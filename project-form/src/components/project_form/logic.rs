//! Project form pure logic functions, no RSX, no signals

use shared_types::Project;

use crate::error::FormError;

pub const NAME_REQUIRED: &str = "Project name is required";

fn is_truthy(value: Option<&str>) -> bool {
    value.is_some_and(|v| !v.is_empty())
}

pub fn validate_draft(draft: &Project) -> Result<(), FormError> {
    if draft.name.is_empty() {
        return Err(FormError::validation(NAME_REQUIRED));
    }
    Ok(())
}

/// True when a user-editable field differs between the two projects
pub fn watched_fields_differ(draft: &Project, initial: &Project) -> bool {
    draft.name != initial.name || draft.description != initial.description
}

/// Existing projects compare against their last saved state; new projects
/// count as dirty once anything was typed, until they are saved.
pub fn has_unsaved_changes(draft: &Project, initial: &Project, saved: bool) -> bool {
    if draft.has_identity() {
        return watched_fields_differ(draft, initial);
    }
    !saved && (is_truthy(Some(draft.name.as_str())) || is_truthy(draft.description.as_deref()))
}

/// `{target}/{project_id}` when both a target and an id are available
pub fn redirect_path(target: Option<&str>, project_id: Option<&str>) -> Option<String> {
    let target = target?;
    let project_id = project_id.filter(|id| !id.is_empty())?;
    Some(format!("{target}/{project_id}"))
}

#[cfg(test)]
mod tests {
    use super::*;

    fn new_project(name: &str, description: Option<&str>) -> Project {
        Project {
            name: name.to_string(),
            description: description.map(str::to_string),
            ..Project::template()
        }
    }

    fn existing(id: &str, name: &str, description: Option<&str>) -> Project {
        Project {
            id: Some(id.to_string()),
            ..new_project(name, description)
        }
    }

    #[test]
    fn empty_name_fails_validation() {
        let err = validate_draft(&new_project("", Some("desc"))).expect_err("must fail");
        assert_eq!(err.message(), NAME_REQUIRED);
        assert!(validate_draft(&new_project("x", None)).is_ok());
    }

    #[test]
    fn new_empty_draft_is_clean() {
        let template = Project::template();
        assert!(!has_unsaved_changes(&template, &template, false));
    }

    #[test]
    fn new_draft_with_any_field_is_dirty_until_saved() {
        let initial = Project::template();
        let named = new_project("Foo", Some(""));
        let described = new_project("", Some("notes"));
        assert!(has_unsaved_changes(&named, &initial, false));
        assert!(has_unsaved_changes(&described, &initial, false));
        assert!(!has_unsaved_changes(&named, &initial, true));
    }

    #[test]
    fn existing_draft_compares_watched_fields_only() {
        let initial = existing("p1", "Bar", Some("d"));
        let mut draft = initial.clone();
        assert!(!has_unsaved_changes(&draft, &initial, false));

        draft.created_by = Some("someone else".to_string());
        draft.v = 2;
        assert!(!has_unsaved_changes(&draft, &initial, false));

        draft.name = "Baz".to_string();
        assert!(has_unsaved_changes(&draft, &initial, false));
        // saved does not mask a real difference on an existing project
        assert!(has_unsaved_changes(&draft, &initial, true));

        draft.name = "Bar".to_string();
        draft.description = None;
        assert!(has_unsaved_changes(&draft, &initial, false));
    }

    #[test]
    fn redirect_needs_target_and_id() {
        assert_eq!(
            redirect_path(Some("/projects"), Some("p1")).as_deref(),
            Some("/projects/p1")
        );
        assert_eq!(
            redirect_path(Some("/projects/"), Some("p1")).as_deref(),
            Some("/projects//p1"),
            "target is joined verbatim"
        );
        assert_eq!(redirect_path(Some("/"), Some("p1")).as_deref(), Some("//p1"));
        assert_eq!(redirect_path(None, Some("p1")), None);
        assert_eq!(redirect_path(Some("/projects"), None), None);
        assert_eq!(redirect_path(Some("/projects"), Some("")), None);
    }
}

EXERCISE AIM.
Set down the listing again, exactly.

ANSWER TO THIS EXERCISE.
filename project-form/src/components/project_form/logic.rs
//! Project form pure logic functions, no RSX, no signals

use shared_types::Project;

use crate::error::FormError;

pub const NAME_REQUIRED: &str = "Project name is required";

fn is_truthy(value: Option<&str>) -> bool {
    value.is_some_and(|v| !v.is_empty())
}

pub fn validate_draft(draft: &Project) -> Result<(), FormError> {
    if draft.name.is_empty() {
        return Err(FormError::validation(NAME_REQUIRED));
    }
    Ok(())
}

/// True when a user-editable field differs between the two projects
pub fn watched_fields_differ(draft: &Project, initial: &Project) -> bool {
    draft.name != initial.name || draft.description != initial.description
}

/// Existing projects compare against their last saved state; new projects
/// count as dirty once anything was typed, until they are saved.
pub fn has_unsaved_changes(draft: &Project, initial: &Project, saved: bool) -> bool {
    if draft.has_identity() {
        return watched_fields_differ(draft, initial);
    }
    !saved && (is_truthy(Some(draft.name.as_str())) || is_truthy(draft.description.as_deref()))
}

/// `{target}/{project_id}` when both a target and an id are available
pub fn redirect_path(target: Option<&str>, project_id: Option<&str>) -> Option<String> {
    let target = target?;
    let project_id = project_id.filter(|id| !id.is_empty())?;
    Some(format!("{target}/{project_id}"))
}

#[cfg(test)]
mod tests {
    use super::*;

    fn new_project(name: &str, description: Option<&str>) -> Project {
        Project {
            name: name.to_string(),
            description: description.map(str::to_string),
            ..Project::template()
        }
    }

    fn existing(id: &str, name: &str, description: Option<&str>) -> Project {
        Project {
            id: Some(id.to_string()),
            ..new_project(name, description)
        }
    }

    #[test]
    fn empty_name_fails_validation() {
        let err = validate_draft(&new_project("", Some("desc"))).expect_err("must fail");
        assert_eq!(err.message(), NAME_REQUIRED);
        assert!(validate_draft(&new_project("x", None)).is_ok());
    }

    #[test]
    fn new_empty_draft_is_clean() {
        let template = Project::template();
        assert!(!has_unsaved_changes(&template, &template, false));
    }

    #[test]
    fn new_draft_with_any_field_is_dirty_until_saved() {
        let initial = Project::template();
        let named = new_project("Foo", Some(""));
        let described = new_project("", Some("notes"));
        assert!(has_unsaved_changes(&named, &initial, false));
        assert!(has_unsaved_changes(&described, &initial, false));
        assert!(!has_unsaved_changes(&named, &initial, true));
    }

    #[test]
    fn existing_draft_compares_watched_fields_only() {
        let initial = existing("p1", "Bar", Some("d"));
        let mut draft = initial.clone();
        assert!(!has_unsaved_changes(&draft, &initial, false));

        draft.created_by = Some("someone else".to_string());
        draft.v = 2;
        assert!(!has_unsaved_changes(&draft, &initial, false));

        draft.name = "Baz".to_string();
        assert!(has_unsaved_changes(&draft, &initial, false));
        // saved does not mask a real difference on an existing project
        assert!(has_unsaved_changes(&draft, &initial, true));

        draft.name = "Bar".to_string();
        draft.description = None;
        assert!(has_unsaved_changes(&draft, &initial, false));
    }

    #[test]
    fn redirect_needs_target_and_id() {
        assert_eq!(
            redirect_path(Some("/projects"), Some("p1")).as_deref(),
            Some("/projects/p1")
        );
        assert_eq!(
            redirect_path(Some("/projects/"), Some("p1")).as_deref(),
            Some("/projects//p1"),
            "target is joined verbatim"
        );
        assert_eq!(redirect_path(Some("/"), Some("p1")).as_deref(), Some("//p1"));
        assert_eq!(redirect_path(None, Some("p1")), None);
        assert_eq!(redirect_path(Some("/projects"), None), None);
        assert_eq!(redirect_path(Some("/projects"), Some("")), None);
    }
}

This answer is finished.